_WHAT YOU WILL DO_. Report how many lines below include the string "MockEnvironmentProvider". Please keep the reply to that number.

##### THE INPUT

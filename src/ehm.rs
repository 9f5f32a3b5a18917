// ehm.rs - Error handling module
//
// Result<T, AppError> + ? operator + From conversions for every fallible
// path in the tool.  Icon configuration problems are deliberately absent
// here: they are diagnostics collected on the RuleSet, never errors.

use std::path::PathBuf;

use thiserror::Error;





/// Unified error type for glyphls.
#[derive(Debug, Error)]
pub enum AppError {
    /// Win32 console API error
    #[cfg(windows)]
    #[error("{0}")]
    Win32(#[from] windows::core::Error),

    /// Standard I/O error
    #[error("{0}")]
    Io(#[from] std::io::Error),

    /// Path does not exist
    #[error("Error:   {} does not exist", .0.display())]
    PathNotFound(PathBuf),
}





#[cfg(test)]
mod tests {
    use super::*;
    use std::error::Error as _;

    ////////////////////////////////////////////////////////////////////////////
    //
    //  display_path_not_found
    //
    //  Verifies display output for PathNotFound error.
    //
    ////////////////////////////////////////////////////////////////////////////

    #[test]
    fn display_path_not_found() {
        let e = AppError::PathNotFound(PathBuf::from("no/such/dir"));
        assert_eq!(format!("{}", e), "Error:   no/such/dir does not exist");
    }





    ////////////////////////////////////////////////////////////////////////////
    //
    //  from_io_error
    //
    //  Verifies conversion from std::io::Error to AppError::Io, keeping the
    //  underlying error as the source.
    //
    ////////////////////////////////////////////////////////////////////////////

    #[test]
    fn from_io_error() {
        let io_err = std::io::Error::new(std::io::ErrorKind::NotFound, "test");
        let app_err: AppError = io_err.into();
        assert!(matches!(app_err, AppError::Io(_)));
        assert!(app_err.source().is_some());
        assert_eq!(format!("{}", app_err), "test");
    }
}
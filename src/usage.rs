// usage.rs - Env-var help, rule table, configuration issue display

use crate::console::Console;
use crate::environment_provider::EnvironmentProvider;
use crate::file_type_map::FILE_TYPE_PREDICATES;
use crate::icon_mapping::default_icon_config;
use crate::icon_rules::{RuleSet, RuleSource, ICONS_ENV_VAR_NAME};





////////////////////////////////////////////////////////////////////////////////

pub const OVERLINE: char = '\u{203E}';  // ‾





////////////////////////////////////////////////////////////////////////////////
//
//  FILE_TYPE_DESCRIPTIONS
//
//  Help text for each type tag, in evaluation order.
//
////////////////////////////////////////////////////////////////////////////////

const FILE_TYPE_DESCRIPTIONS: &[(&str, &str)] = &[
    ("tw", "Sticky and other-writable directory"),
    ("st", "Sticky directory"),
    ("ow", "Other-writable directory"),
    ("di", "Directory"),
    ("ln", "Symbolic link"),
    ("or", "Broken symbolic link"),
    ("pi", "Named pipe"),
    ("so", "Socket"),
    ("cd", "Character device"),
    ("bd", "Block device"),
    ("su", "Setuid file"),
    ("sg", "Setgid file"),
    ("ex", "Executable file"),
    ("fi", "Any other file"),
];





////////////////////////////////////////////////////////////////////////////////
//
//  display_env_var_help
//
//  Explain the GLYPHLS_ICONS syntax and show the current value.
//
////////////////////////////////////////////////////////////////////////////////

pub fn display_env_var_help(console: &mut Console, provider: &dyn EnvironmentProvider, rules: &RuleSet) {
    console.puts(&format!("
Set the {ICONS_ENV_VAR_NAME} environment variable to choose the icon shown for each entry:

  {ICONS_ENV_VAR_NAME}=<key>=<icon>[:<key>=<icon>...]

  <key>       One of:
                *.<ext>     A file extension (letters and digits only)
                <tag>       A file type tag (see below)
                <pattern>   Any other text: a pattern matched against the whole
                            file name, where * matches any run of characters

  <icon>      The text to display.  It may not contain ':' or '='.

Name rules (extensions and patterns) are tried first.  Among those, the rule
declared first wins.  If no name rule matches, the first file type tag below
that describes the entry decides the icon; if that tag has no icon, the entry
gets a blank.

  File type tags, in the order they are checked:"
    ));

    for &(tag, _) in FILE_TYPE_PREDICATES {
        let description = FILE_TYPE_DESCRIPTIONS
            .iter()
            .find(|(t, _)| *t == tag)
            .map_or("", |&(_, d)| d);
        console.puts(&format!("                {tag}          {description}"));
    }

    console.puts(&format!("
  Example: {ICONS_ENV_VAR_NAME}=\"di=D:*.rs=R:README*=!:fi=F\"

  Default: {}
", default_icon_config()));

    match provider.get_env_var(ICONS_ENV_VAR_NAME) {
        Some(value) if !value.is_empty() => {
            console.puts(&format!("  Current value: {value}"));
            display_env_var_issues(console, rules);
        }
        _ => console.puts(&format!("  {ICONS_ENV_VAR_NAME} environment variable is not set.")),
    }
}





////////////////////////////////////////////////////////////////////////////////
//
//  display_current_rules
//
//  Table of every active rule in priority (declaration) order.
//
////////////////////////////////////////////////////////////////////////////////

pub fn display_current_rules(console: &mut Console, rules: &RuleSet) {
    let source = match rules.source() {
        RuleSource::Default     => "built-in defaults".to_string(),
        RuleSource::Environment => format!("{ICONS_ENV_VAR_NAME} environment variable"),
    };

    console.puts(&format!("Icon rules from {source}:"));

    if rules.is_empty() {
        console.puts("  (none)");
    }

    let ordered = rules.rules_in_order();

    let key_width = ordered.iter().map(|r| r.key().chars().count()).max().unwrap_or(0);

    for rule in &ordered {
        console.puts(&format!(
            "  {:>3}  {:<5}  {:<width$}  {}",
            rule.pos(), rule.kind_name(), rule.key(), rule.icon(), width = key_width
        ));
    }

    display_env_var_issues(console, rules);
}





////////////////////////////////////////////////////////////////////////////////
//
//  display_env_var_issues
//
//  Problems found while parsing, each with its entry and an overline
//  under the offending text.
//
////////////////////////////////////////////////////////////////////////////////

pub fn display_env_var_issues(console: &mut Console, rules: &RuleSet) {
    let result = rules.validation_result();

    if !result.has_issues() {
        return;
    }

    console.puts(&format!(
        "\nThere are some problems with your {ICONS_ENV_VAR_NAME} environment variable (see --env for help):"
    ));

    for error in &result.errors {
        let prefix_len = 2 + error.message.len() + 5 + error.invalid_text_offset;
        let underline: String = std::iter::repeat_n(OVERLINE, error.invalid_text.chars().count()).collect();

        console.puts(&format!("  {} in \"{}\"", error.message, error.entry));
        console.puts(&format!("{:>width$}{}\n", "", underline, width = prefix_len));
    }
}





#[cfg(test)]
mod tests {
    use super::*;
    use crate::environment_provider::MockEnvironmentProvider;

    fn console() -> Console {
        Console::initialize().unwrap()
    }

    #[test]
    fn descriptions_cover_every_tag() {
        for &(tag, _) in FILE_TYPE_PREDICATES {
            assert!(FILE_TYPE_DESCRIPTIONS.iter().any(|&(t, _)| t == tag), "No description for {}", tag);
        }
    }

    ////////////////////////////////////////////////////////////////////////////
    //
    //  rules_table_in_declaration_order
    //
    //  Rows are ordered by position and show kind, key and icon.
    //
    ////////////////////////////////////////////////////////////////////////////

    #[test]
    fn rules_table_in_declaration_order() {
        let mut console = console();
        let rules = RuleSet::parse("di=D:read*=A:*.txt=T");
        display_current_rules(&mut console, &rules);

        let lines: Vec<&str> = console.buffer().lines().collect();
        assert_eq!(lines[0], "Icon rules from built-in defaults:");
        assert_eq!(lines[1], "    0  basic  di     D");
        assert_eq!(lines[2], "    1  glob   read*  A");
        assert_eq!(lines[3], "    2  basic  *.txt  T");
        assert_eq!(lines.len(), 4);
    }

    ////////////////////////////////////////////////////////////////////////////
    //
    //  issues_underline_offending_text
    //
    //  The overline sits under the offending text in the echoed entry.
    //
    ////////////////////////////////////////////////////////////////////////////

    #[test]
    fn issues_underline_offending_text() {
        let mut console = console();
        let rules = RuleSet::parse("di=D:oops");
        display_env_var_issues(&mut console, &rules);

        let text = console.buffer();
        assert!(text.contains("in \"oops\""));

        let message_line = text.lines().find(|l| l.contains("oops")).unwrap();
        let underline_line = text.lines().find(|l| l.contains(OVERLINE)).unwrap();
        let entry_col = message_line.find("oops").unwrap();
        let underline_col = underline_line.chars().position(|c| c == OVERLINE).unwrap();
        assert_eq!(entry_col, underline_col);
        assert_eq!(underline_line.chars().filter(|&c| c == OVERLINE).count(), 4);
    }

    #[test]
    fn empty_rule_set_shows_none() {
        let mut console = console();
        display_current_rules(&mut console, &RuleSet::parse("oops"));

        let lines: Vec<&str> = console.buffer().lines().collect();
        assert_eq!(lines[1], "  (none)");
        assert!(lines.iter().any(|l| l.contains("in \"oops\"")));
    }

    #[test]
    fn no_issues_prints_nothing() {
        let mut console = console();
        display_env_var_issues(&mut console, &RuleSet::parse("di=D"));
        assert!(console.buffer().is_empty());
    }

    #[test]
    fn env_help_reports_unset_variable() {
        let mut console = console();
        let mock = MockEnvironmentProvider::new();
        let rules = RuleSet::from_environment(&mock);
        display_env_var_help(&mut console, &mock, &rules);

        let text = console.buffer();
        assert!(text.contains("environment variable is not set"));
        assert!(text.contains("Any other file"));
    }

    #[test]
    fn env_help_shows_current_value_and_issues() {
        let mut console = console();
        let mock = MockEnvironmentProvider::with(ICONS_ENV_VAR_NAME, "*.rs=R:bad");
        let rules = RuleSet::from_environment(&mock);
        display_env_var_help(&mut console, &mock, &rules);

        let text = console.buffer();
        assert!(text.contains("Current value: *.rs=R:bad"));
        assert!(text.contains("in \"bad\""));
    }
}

##########
##### THE INPUT

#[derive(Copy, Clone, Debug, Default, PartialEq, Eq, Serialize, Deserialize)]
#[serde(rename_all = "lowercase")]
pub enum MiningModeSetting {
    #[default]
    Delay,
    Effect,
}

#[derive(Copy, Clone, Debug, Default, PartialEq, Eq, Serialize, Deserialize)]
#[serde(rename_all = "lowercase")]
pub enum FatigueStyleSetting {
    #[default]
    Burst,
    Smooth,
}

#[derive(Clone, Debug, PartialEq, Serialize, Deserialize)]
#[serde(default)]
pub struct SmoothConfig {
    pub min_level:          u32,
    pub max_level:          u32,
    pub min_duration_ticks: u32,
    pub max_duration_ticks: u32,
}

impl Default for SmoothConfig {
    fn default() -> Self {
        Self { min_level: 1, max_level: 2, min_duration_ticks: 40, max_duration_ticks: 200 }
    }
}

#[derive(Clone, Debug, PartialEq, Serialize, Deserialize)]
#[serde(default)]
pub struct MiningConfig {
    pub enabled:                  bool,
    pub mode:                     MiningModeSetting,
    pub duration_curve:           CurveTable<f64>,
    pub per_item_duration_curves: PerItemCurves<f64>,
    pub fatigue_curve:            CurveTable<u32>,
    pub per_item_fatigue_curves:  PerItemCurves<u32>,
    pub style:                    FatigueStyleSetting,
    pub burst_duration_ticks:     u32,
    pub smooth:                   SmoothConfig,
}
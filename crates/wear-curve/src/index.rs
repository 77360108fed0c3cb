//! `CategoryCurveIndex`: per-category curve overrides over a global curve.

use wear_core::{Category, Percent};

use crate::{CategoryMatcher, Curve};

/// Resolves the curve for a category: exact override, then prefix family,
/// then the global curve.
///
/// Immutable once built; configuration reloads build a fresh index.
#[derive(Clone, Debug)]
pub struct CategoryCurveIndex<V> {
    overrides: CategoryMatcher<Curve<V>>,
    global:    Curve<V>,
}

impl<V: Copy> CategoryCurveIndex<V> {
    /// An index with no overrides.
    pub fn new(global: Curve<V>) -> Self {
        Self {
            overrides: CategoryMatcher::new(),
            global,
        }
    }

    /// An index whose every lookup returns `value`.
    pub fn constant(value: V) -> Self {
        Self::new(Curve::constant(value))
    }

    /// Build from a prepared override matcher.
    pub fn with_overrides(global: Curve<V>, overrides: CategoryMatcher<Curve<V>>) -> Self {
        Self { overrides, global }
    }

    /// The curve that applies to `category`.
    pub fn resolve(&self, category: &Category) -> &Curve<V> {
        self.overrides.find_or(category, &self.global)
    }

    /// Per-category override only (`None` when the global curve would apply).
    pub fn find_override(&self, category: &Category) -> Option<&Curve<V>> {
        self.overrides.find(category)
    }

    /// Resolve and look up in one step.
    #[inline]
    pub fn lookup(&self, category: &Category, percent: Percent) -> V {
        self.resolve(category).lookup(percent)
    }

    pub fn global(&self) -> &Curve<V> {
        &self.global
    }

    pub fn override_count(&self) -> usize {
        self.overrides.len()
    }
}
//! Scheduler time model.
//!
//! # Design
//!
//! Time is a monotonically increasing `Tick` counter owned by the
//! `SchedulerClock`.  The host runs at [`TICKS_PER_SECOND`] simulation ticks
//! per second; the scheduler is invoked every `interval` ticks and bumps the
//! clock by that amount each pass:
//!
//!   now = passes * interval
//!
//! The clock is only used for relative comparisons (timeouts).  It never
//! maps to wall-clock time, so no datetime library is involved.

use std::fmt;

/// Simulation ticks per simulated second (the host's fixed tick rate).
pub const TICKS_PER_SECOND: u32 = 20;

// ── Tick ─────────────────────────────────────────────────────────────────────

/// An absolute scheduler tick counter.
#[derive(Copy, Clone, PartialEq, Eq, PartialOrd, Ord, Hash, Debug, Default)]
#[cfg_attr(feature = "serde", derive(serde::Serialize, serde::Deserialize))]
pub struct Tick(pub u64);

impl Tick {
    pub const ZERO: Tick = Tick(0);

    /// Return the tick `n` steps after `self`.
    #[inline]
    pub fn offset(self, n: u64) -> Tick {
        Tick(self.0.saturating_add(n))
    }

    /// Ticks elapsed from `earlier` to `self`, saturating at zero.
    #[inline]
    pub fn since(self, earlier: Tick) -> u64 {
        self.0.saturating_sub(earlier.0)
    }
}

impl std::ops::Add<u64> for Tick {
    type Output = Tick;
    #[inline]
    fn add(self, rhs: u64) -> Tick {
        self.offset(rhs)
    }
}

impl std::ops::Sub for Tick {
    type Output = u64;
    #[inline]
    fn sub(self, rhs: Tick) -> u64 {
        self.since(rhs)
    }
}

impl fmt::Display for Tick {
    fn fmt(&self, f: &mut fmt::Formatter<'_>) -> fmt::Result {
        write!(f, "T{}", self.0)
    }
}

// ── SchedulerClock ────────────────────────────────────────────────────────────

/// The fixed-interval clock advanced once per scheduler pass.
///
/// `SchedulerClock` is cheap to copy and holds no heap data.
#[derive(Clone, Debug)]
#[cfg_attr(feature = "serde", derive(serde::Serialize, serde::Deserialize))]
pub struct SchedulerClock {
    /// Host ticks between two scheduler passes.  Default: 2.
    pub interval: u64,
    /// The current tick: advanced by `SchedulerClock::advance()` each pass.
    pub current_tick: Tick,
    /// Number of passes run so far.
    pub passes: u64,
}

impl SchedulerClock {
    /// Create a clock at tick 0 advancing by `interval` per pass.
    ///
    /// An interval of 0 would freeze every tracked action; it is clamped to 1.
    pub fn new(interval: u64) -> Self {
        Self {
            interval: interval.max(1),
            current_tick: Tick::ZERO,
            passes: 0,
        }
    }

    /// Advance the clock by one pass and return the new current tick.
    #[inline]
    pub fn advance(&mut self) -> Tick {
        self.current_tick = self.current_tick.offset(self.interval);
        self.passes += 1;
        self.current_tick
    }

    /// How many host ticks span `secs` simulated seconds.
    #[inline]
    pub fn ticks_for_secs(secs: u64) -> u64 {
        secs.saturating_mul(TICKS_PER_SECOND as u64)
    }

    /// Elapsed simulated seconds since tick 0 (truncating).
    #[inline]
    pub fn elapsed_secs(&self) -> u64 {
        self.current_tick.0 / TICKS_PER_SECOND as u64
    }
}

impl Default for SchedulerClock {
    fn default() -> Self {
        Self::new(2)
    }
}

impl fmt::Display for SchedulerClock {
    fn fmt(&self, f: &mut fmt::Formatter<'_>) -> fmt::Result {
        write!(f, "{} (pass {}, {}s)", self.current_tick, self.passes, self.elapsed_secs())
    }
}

##########

_TASK RESPONSE_. 3